Cerita seorang guru yang begitu senangnya
ketika bertemu dengan muridnya yang sudah menjadi dokter. Dengan wajah
berseri-seri ia menyapa sang murid. Ternyata ingatan ibu guru tadi masih jernih. Dan dengan lancar ia bisa menyebut nama murid di hadapannya, kelas dan sekolah tempat dia
belajar dulu. Ia mengenal dengan baik muridnya karena murid tersebut termasuk
salah satu siswa yang berprestasi.
Rupanya gayung tidak bersambut. Murid yang
disapa responnya dingin-dingin saja. Bahkan dengan nada datar ia berkata telah
lupa dengan gurunya tadi. Ternyata murid yang dibanggakan sikapnya di luar
dugaan.
Dalam kesempatan yang berbeda, ibu guru tadi
bertemu dengan muridnya yang lain. Kali ini yang menegur justru muridnya.
Muridnya memang hanya mengendarai sepeda motor dan tampilannya juga bersahaja.
Tapi kesopanan dan keramahan tutur katanya mengesankan.
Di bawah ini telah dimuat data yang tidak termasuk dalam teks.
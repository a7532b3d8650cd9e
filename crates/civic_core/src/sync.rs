use serde::Serialize;
use std::collections::{BTreeMap, BTreeSet, HashMap};
use std::sync::Arc;
use time::{Duration, OffsetDateTime};

use crate::api::{GatedApi, LegiScanClient, LegislativeApi};
use crate::changes::ChangeDetector;
use crate::config::SyncConfig;
use crate::db::{self, keys, CacheStore};
use crate::error::{ApiError, ApiResult};
use crate::rate_gate::{Clock, RateGate, TokioClock};
use crate::roster::RosterResolver;
use crate::schema::{sort_votes, HashIndex, Legislator, RollCall, RollCallLedger, VoteRecord};
use crate::session::SessionResolver;

#[derive(Debug, Clone, Default, PartialEq, Eq, Serialize)]
pub struct SyncReport {
    pub votes: Vec<VoteRecord>,
    pub from_cache: bool,
    pub bills_processed: usize,
    pub bills_failed: usize,
    pub bills_deferred: usize,
    pub roll_calls_fetched: usize,
}

#[derive(Debug, Clone)]
struct SyncSettings {
    reference_ttl: Duration,
    votes_ttl: Duration,
    max_changed_bills: usize,
}

impl From<&SyncConfig> for SyncSettings {
    fn from(config: &SyncConfig) -> Self {
        Self {
            reference_ttl: config.reference_ttl(),
            votes_ttl: config.votes_ttl(),
            max_changed_bills: config.max_changed_bills,
        }
    }
}

pub struct VoteSynchronizer {
    api: Option<GatedApi>,
    cache: Arc<dyn CacheStore>,
    clock: Arc<dyn Clock>,
    settings: SyncSettings,
    in_flight: parking_lot::Mutex<HashMap<String, Arc<tokio::sync::Mutex<()>>>>,
}

impl VoteSynchronizer {
    /// All calls to `api` go through `gate`, which may be shared with other
    /// synchronizers talking to the same upstream.
    pub fn new(
        api: Arc<dyn LegislativeApi>,
        gate: Arc<RateGate>,
        cache: Arc<dyn CacheStore>,
        clock: Arc<dyn Clock>,
        config: &SyncConfig,
    ) -> Self {
        Self {
            api: Some(GatedApi::new(api, gate, config.request_timeout())),
            cache,
            clock,
            settings: SyncSettings::from(config),
            in_flight: parking_lot::Mutex::new(HashMap::new()),
        }
    }

    /// A synchronizer with no upstream: every sync reports "unavailable".
    pub fn disabled(cache: Arc<dyn CacheStore>, config: &SyncConfig) -> Self {
        Self {
            api: None,
            cache,
            clock: Arc::new(TokioClock),
            settings: SyncSettings::from(config),
            in_flight: parking_lot::Mutex::new(HashMap::new()),
        }
    }

    /// Builds the LegiScan-backed synchronizer, or a disabled one when no API
    /// key is configured.
    pub fn from_config(config: &SyncConfig, cache: Arc<dyn CacheStore>) -> anyhow::Result<Self> {
        match LegiScanClient::from_config(config)? {
            Some(client) => {
                let gate = Arc::new(RateGate::with_interval(config.min_interval()));
                Ok(Self::new(
                    Arc::new(client),
                    gate,
                    cache,
                    Arc::new(TokioClock),
                    config,
                ))
            }
            None => Ok(Self::disabled(cache, config)),
        }
    }

    pub fn is_enabled(&self) -> bool {
        self.api.is_some()
    }

    /// Remote calls issued by this synchronizer since it was built.
    pub fn remote_calls(&self) -> u64 {
        self.api.as_ref().map(GatedApi::calls).unwrap_or(0)
    }

    /// Only walks bills whose change hash moved since the last sync. A failed
    /// bill or roll call keeps the prior hash, so it is retried next time.
    ///
    /// The legislator's votes, newest first. `None` means the data is
    /// unavailable (feature disabled, no session, or no roster match) and
    /// the caller should use another source.
    pub async fn sync(&self, legislator: &Legislator) -> Option<Vec<VoteRecord>> {
        self.sync_report(legislator).await.map(|report| report.votes)
    }

    pub async fn sync_report(&self, legislator: &Legislator) -> Option<SyncReport> {
        let Some(api) = &self.api else {
            tracing::debug!(legislator = %legislator.id, "vote sync disabled");
            return None;
        };

        let flight = self.flight_lock(&legislator.id);
        let report = {
            let _guard = flight.lock().await;
            self.run(api, legislator).await
        };
        self.release_flight_lock(&legislator.id, flight);
        report
    }

    fn flight_lock(&self, legislator_id: &str) -> Arc<tokio::sync::Mutex<()>> {
        self.in_flight
            .lock()
            .entry(legislator_id.to_string())
            .or_default()
            .clone()
    }

    fn release_flight_lock(&self, legislator_id: &str, flight: Arc<tokio::sync::Mutex<()>>) {
        let mut in_flight = self.in_flight.lock();
        // one reference in the map, one held here
        if Arc::strong_count(&flight) <= 2 {
            in_flight.remove(legislator_id);
        }
    }

    async fn run(&self, api: &GatedApi, legislator: &Legislator) -> Option<SyncReport> {
        let cache = self.cache.as_ref();
        let now = self.clock.utc_now();

        let session = SessionResolver::new(api, cache, self.settings.reference_ttl)
            .resolve(&legislator.jurisdiction, now)
            .await?;
        let person_id = RosterResolver::new(api, cache, self.settings.reference_ttl)
            .resolve_person(
                &session.session_id,
                &legislator.full_name,
                legislator.last_name.as_deref(),
                now,
            )
            .await?;

        let votes_key = keys::votes(&legislator.id);
        match db::load_fresh::<Vec<VoteRecord>>(cache, &votes_key, self.settings.votes_ttl, now)
            .await
        {
            Ok(Some(mut votes)) => {
                tracing::debug!(legislator = %legislator.id, "votes served from cache");
                sort_votes(&mut votes);
                return Some(SyncReport {
                    votes,
                    from_cache: true,
                    ..SyncReport::default()
                });
            }
            Ok(None) => {}
            Err(err) => tracing::warn!(legislator = %legislator.id, "unreadable cached votes: {err:#}"),
        }

        let hashes_key = keys::hashes(&session.session_id, &legislator.id);
        let ledger_key = keys::rollcalls(&legislator.id);
        let prior_hashes = db::load::<HashIndex>(cache, &hashes_key)
            .await
            .unwrap_or_else(|err| {
                tracing::warn!(legislator = %legislator.id, "unreadable hash index: {err:#}");
                None
            })
            .unwrap_or_default();
        let mut ledger = db::load::<RollCallLedger>(cache, &ledger_key)
            .await
            .unwrap_or_else(|err| {
                tracing::warn!(legislator = %legislator.id, "unreadable roll call ledger: {err:#}");
                None
            })
            .unwrap_or_default();

        let changes = match ChangeDetector::new(api)
            .detect_changes(&session.session_id, &prior_hashes)
            .await
        {
            Ok(changes) => changes,
            Err(err) => {
                tracing::warn!(session = %session.session_id, "master-bill-index failed: {err}");
                let mut votes = ledger.votes;
                sort_votes(&mut votes);
                return Some(SyncReport {
                    votes,
                    ..SyncReport::default()
                });
            }
        };

        let mut changed = changes.changed_bills;
        changed.sort_by(|a, b| b.last_action_date.cmp(&a.last_action_date));
        let deferred = changed.split_off(changed.len().min(self.settings.max_changed_bills));
        let to_process: BTreeSet<&str> = changed.iter().map(|b| b.bill_id.as_str()).collect();

        let mut report = SyncReport {
            bills_deferred: deferred.len(),
            ..SyncReport::default()
        };

        // Votes on bills about to be re-walked are dropped and their roll
        // calls re-derived; everything else carries over.
        let (dropped, retained): (Vec<VoteRecord>, Vec<VoteRecord>) = ledger
            .votes
            .drain(..)
            .partition(|vote| to_process.contains(vote.source_bill_id.as_str()));
        for vote in &dropped {
            ledger.fetched_roll_call_ids.remove(&vote.source_roll_call_id);
        }

        let mut committed = prior_hashes;
        let mut fresh_votes = Vec::new();

        for bill in &changed {
            let mut detail = match api.bill_detail(&bill.bill_id).await {
                Ok(detail) => detail,
                Err(err) => {
                    report.bills_failed += 1;
                    let lost = dropped.iter().filter(|v| v.source_bill_id == bill.bill_id).count();
                    tracing::warn!(
                        bill = %bill.bill_id,
                        dropped_votes = lost,
                        "bill-detail failed, will retry next sync: {err}"
                    );
                    continue;
                }
            };
            if detail.display_number.is_empty() {
                detail.display_number = bill.display_number.clone();
            }
            if detail.title.is_none() {
                detail.title = bill.title.clone();
            }

            let mut complete = true;
            for roll_call_ref in &detail.roll_calls {
                if ledger.fetched_roll_call_ids.contains(&roll_call_ref.roll_call_id) {
                    continue;
                }
                let mut roll_call = match self.roll_call(api, &roll_call_ref.roll_call_id).await {
                    Ok(roll_call) => roll_call,
                    Err(err) => {
                        complete = false;
                        tracing::warn!(
                            bill = %bill.bill_id,
                            roll_call = %roll_call_ref.roll_call_id,
                            "roll-call-detail failed, will retry next sync: {err}"
                        );
                        continue;
                    }
                };
                if roll_call.bill_id.is_empty() {
                    roll_call.bill_id = bill.bill_id.clone();
                }
                if roll_call.date.is_empty() {
                    roll_call.date = roll_call_ref.date.clone();
                }
                report.roll_calls_fetched += 1;
                ledger
                    .fetched_roll_call_ids
                    .insert(roll_call.roll_call_id.clone());
                if let Some(vote) = VoteRecord::from_roll_call(&roll_call, &detail, &person_id) {
                    fresh_votes.push(vote);
                }
            }

            let enumerated: BTreeSet<&str> = detail
                .roll_calls
                .iter()
                .map(|r| r.roll_call_id.as_str())
                .collect();
            let vanished = dropped
                .iter()
                .filter(|v| v.source_bill_id == bill.bill_id)
                .filter(|v| !enumerated.contains(v.source_roll_call_id.as_str()))
                .count();
            if vanished > 0 {
                tracing::warn!(
                    bill = %bill.bill_id,
                    vanished,
                    "previously synced roll calls no longer listed on bill"
                );
            }

            if complete {
                report.bills_processed += 1;
                if let Some(hash) = changes.fresh_hash_index.get(&bill.bill_id) {
                    committed.insert(bill.bill_id.clone(), hash.clone());
                }
            } else {
                report.bills_failed += 1;
            }
        }

        let mut merged: BTreeMap<String, VoteRecord> = BTreeMap::new();
        for vote in retained.into_iter().chain(fresh_votes) {
            merged.insert(vote.source_roll_call_id.clone(), vote);
        }
        let mut votes: Vec<VoteRecord> = merged.into_values().collect();
        sort_votes(&mut votes);

        let fetched_at = self.clock.utc_now();
        ledger.votes = votes.clone();
        self.persist(&hashes_key, &committed, fetched_at).await;
        self.persist(&ledger_key, &ledger, fetched_at).await;
        self.persist(&votes_key, &votes, fetched_at).await;

        tracing::info!(
            legislator = %legislator.id,
            session = %session.session_id,
            votes = votes.len(),
            processed = report.bills_processed,
            failed = report.bills_failed,
            deferred = report.bills_deferred,
            roll_calls = report.roll_calls_fetched,
            "vote sync complete"
        );

        report.votes = votes;
        Some(report)
    }

    /// Roll calls never change once recorded, so the shared cache entry is
    /// used regardless of age.
    async fn roll_call(&self, api: &GatedApi, roll_call_id: &str) -> ApiResult<RollCall> {
        let key = keys::rollcall(roll_call_id);
        match db::load::<RollCall>(self.cache.as_ref(), &key).await {
            Ok(Some(roll_call)) if !roll_call.per_person_votes.is_empty() => return Ok(roll_call),
            Ok(_) => {}
            Err(err) => tracing::warn!(%roll_call_id, "unreadable cached roll call: {err:#}"),
        }

        let roll_call = api.roll_call_detail(roll_call_id).await?;
        // a truncated tally must not be cached forever
        if roll_call.per_person_votes.is_empty() {
            return Err(ApiError::parse("roll-call-detail", "no per-member votes"));
        }
        self.persist(&key, &roll_call, self.clock.utc_now()).await;
        Ok(roll_call)
    }

    async fn persist<T: Serialize + ?Sized>(&self, key: &str, value: &T, fetched_at: OffsetDateTime) {
        if let Err(err) = db::store(self.cache.as_ref(), key, value, fetched_at).await {
            tracing::warn!(%key, "failed to write cache: {err:#}");
        }
    }
}
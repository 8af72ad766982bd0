//! Address selection on a matched link.
//!
//! Once route matching has picked a link, selection extracts the link's
//! advertisable addresses: at most one per family, chosen by configuration
//! order among the addresses passing the caller's validity predicate, with
//! the preferred family first.

use std::net::IpAddr;

use thiserror::Error;

use super::filter::AddressFilter;
use super::table::{AddressTable, IpFamily};

/// A matched link held no address passing the validity filter.
///
/// This is a hard failure for the resolution call; the core never silently
/// substitutes another link.
#[derive(Debug, Error)]
#[error("No valid address on {link}")]
pub struct NoValidAddress {
    /// Human-readable identity of the offending link.
    pub link: String,
}

/// Extracts the advertisable addresses of the link at `link_index`.
///
/// Addresses failing `filter` are dropped. Among the survivors, the first
/// address of each family (in the table's configuration order) is kept, and
/// the `preferred` family is emitted before the other. With no preference,
/// IPv4 precedes IPv6.
///
/// # Errors
///
/// Returns [`NoValidAddress`] if the link is absent from the table or every
/// address on it fails the filter.
pub fn select_addresses(
    link_index: u32,
    table: &AddressTable,
    filter: &dyn AddressFilter,
    preferred: Option<IpFamily>,
) -> Result<Vec<IpAddr>, NoValidAddress> {
    let Some((link, addresses)) = table.for_index(link_index) else {
        return Err(NoValidAddress {
            link: format!("link index {link_index}"),
        });
    };

    let preferred = preferred.unwrap_or(IpFamily::V4);
    let mut first_preferred: Option<IpAddr> = None;
    let mut first_other: Option<IpAddr> = None;

    for address in addresses.iter().filter(|a| filter.permits(a)) {
        let slot = if address.family() == preferred {
            &mut first_preferred
        } else {
            &mut first_other
        };
        if slot.is_none() {
            *slot = Some(address.ip);
        }
    }

    let selected: Vec<IpAddr> = first_preferred.into_iter().chain(first_other).collect();
    if selected.is_empty() {
        return Err(NoValidAddress {
            link: link.to_string(),
        });
    }
    Ok(selected)
}
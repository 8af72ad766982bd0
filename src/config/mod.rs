//! Configuration layer for node-addr.
//!
//! This module provides:
//! - CLI argument parsing ([`Cli`], [`Command`])
//! - TOML configuration file parsing ([`TomlConfig`])
//! - Validated configuration ([`ValidatedConfig`])
//! - Configuration file generation ([`write_default_config`])
//! - Default values ([`defaults`])
//!
//! # Priority
//!
//! Configuration values are resolved with the following priority (highest to lowest):
//!
//! 1. **Explicit CLI arguments** - Values explicitly passed via command line
//! 2. **TOML config file** - Values from the configuration file
//! 3. **Built-in defaults** - Hardcoded default values
//!
//! For list-valued options (targets, interface patterns, excluded route
//! protocols), CLI values **replace** TOML values entirely (not merged).
//! Include and exclude patterns are handled independently: CLI includes
//! replace only TOML includes, and likewise for excludes.
//!
//! # Boolean Flag Semantics
//!
//! Boolean flags (`--watch`, `--allow-deprecated`, `--allow-link-local`)
//! use OR semantics: set `true` in either CLI or TOML means enabled. Flags
//! only enable, never disable.

mod cli;
pub mod defaults;
mod error;
mod toml;
mod validated;

#[cfg(test)]
mod validated_tests;

pub use cli::{Cli, Command, RouteProtocolArg};
pub use error::ConfigError;
pub use toml::{TomlConfig, default_config_template};
pub use validated::{ValidatedConfig, write_default_config};
//! Built-in default values.

/// Watch-mode re-resolution interval in seconds.
pub const WATCH_INTERVAL_SECS: u64 = 10;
Bahkan tidak sekadar
bertegur-sapa, sang murid juga membantu beberapa keperluan gurunya. Rupanya
pengalaman berjumpa dengan dua murid yang berbeda karakter tadi menyadarkan ibu
guru. Bahwa bekal ilmu tidak cukup, tapi harus bekal adab.
Apa yang menjadikan kebanggaan seorang guru
ketika bertemu dengan muridnya. Ternyata sederhana, menyapa dan mengingatnya. Karena
itu bentuk penghargaan meski yang dicari guru bukanlah penghargaan semata. Guru
sejatinya tidak pernah berharap yang lebih dari itu. Cukup beramah-tamah dan
bicara seperlunya. Meski kadang hal seremeh itu sering luput didapat.
Meski sebenarnya status guru itu tidak ada
akhir masanya, tak akan ada namanya bekas guru. Tapi tidak apa-apa bila murid
tidak mengingat gurunya lagi. Guru juga tidak menuntut atau sedih dengan semua
itu. Doa guru tetap yang terbaik bagi murid-muridnya.